C'est un plaisir de voir les jumelles sur scène. Très à l'aise, elles
plaisantent, se chamaillent gentiment, font des bonds en tirant sur
leur pantalon pour le remonter. Ca c'est de la vraie femme comme je les
aime, qui se renifle sous les bras ! Elles interpellent les
musiciens de gros "yok !" et d'éclats de rire tonitruants qui tranchent
avec leur douce voix quand elles chantent.
Dès le premier titre, "Tipp City" (hourrah !), j'ai su que ça allait
bien se passer. Tous les albums y sont passés. Les titres de Mountain Battles,
le dernier, passaient très bien en concert. "Bang On", "Overglazed", "It's the Love"...
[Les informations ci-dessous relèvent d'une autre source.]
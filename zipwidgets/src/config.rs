//! Widget and client configuration

use std::time::Duration;

/// Default message shown when the search form is submitted empty.
pub const EMPTY_QUERY_MESSAGE: &str = "Please enter a zip code to search.";

/// Behaviour of the autocomplete widget.
///
/// # Example
///
/// ```
/// use std::time::Duration;
/// use zipwidgets::AutocompleteConfig;
///
/// let config = AutocompleteConfig::default()
///     .with_min_query_len(3)
///     .with_debounce(Duration::from_millis(150));
/// ```
#[derive(Debug, Clone)]
pub struct AutocompleteConfig {
    /// Queries shorter than this (in characters) never issue a request.
    ///
    /// Default: 1
    pub min_query_len: usize,

    /// Upper bound on rendered suggestions. `None` renders everything returned.
    ///
    /// Default: none
    pub max_suggestions: Option<usize>,

    /// Delay before a request is sent. A newer input during the delay
    /// cancels the pending request.
    ///
    /// Default: none, every input event sends immediately
    pub debounce: Option<Duration>,

    /// Path the search form navigates to on submit.
    ///
    /// Default: `/search`
    pub search_action: String,

    /// Query parameter carrying the zip code on submit.
    ///
    /// Default: `zipcode`
    pub search_param: String,

    /// Message surfaced when the form is submitted with an empty query.
    pub empty_query_message: String,
}

impl Default for AutocompleteConfig {
    fn default() -> Self {
        Self {
            min_query_len: 1,
            max_suggestions: None,
            debounce: None,
            search_action: "/search".into(),
            search_param: "zipcode".into(),
            empty_query_message: EMPTY_QUERY_MESSAGE.into(),
        }
    }
}

impl AutocompleteConfig {
    pub fn new() -> Self {
        Self::default()
    }

    pub fn with_min_query_len(mut self, len: usize) -> Self {
        self.min_query_len = len.max(1);
        self
    }

    pub fn with_max_suggestions(mut self, max: usize) -> Self {
        self.max_suggestions = Some(max);
        self
    }

    pub fn with_debounce(mut self, debounce: Duration) -> Self {
        self.debounce = Some(debounce);
        self
    }

    pub fn with_search_action(mut self, action: impl Into<String>, param: impl Into<String>) -> Self {
        self.search_action = action.into();
        self.search_param = param.into();
        self
    }

    pub fn with_empty_query_message(mut self, message: impl Into<String>) -> Self {
        self.empty_query_message = message.into();
        self
    }
}

/// Connection settings for the HTTP suggestion endpoint.
#[derive(Debug, Clone)]
pub struct ClientConfig {
    /// Scheme and host of the server, e.g. `http://localhost:5000`.
    pub base_url: String,

    /// Default: `/autocomplete_zipcode`
    pub endpoint_path: String,

    /// Default: `query`
    pub query_param: String,

    /// Whole-request timeout.
    ///
    /// Default: 5 seconds
    pub timeout: Option<Duration>,

    /// Default: none
    pub connect_timeout: Option<Duration>,
}

impl ClientConfig {
    pub fn new(base_url: impl Into<String>) -> Self {
        Self {
            base_url: base_url.into(),
            endpoint_path: "/autocomplete_zipcode".into(),
            query_param: "query".into(),
            timeout: Some(Duration::from_secs(5)),
            connect_timeout: None,
        }
    }

    pub fn with_endpoint(mut self, path: impl Into<String>, query_param: impl Into<String>) -> Self {
        self.endpoint_path = path.into();
        self.query_param = query_param.into();
        self
    }

    pub fn with_timeout(mut self, timeout: Duration) -> Self {
        self.timeout = Some(timeout);
        self
    }

    pub fn without_timeout(mut self) -> Self {
        self.timeout = None;
        self
    }

    pub fn with_connect_timeout(mut self, timeout: Duration) -> Self {
        self.connect_timeout = Some(timeout);
        self
    }
}
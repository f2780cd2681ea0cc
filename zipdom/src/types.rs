/// Element kind. Determines the display value an element has when no
/// explicit display is set on it.
#[derive(Debug, Clone, Copy, PartialEq, Eq, Default)]
pub enum Tag {
    #[default]
    Div,
    Span,
    Form,
    Input,
    Button,
    Table,
    TableHead,
    TableBody,
    TableRow,
    TableCell,
}

impl Tag {
    /// The display value of an element of this kind without an explicit display.
    pub fn default_display(self) -> Display {
        match self {
            Tag::Div | Tag::Form => Display::Block,
            Tag::Span | Tag::Input | Tag::Button => Display::Inline,
            Tag::Table => Display::Table,
            Tag::TableHead => Display::TableHeaderGroup,
            Tag::TableBody => Display::TableRowGroup,
            Tag::TableRow => Display::TableRow,
            Tag::TableCell => Display::TableCell,
        }
    }

    pub fn name(self) -> &'static str {
        match self {
            Tag::Div => "div",
            Tag::Span => "span",
            Tag::Form => "form",
            Tag::Input => "input",
            Tag::Button => "button",
            Tag::Table => "table",
            Tag::TableHead => "thead",
            Tag::TableBody => "tbody",
            Tag::TableRow => "tr",
            Tag::TableCell => "td",
        }
    }
}

#[derive(Debug, Clone, Copy, PartialEq, Eq)]
pub enum Display {
    None,
    Block,
    Inline,
    Table,
    TableHeaderGroup,
    TableRowGroup,
    TableRow,
    TableCell,
}

impl Display {
    pub fn is_hidden(self) -> bool {
        self == Display::None
    }

    pub fn as_css(self) -> &'static str {
        match self {
            Display::None => "none",
            Display::Block => "block",
            Display::Inline => "inline",
            Display::Table => "table",
            Display::TableHeaderGroup => "table-header-group",
            Display::TableRowGroup => "table-row-group",
            Display::TableRow => "table-row",
            Display::TableCell => "table-cell",
        }
    }
}

impl std::fmt::Display for Display {
    fn fmt(&self, f: &mut std::fmt::Formatter<'_>) -> std::fmt::Result {
        f.write_str(self.as_css())
    }
}
//! Widget error types

/// Errors raised when a widget cannot be projected onto its document.
#[derive(Debug, Clone, PartialEq, Eq, thiserror::Error)]
pub enum WidgetError {
    /// The accordion has no section with this id.
    #[error("unknown accordion section: {0}")]
    UnknownSection(String),

    /// An element the widget depends on is absent from the document.
    #[error("missing element: {0}")]
    MissingElement(String),

    /// Suggestion index outside the current list.
    #[error("no suggestion at index {index} (list has {len})")]
    NoSuggestion { index: usize, len: usize },
}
Mélodiques, sautillantes, je les ai aussitôt adoptées. La fraîcheur des
chansons, cette fameuse touche Breeders qui me surprend toujours,
ressort encore plus en direct. Je pense que Kim Deal est une des
meilleurs compositrices rock actuellement. Toujours très simples en
apparences, sans surproduction, ses chansons présentent des
constructions parfaites, aux mélodies séduisantes et subtiles, sans
longueurs superflues : souvent une fin nette et brutale, au lieu d'un
énième refrain, suffisamment frustrante pour donner envie de repasser
la chanson sur le champ.
Les titres alternent puissance et délicatesse, tel le très doux "Here No More" qui m'a bercée avant de dégénérer en fou rire chez les deux soeurs. Comme on pouvait s'y attendre, elles ont eu un joli succès avec "Cannonball" et tous les titres de Last Splash joués ce soir-là. Un seul rappel, attaqué avec un "Overglazed" enthousiaste et ses "I can feel it !" déclamés avec concentration par une Kim Deal au clavier.
Musique délicieuse, attitude formidable (on fermera les yeux sur l'accent effroyable de Kim Deal essayant de parler français), je suis redevenue fan sans la moindre retenue de ces musiciennes déjantées. Ne manquez pas la vidéo de la fête de sortie de l'album, qui permet mine de rien d'écouter le disque dans son intégralité et donne une bonne idée de la décontraction du groupe !
11 avril 2008
Ministry - The Last Sucker
Traitement de choc contre la morosité : Nutella et décibels. Je suis revenue à mes classiques et y'a pas à dire, ça fait du bien. Comment ai-je pu me passer aussi longtemps de Psalm 69 et The Mind Is a Terrible thing to Taste ? En un mot comme en cent : c'est une tuerie ! Je me mets à hurler : "Fiiire !" sur Thieves, "Breathe !" sur... "Breathe", donc, et à sauter comme une dératée de NWO à Grace.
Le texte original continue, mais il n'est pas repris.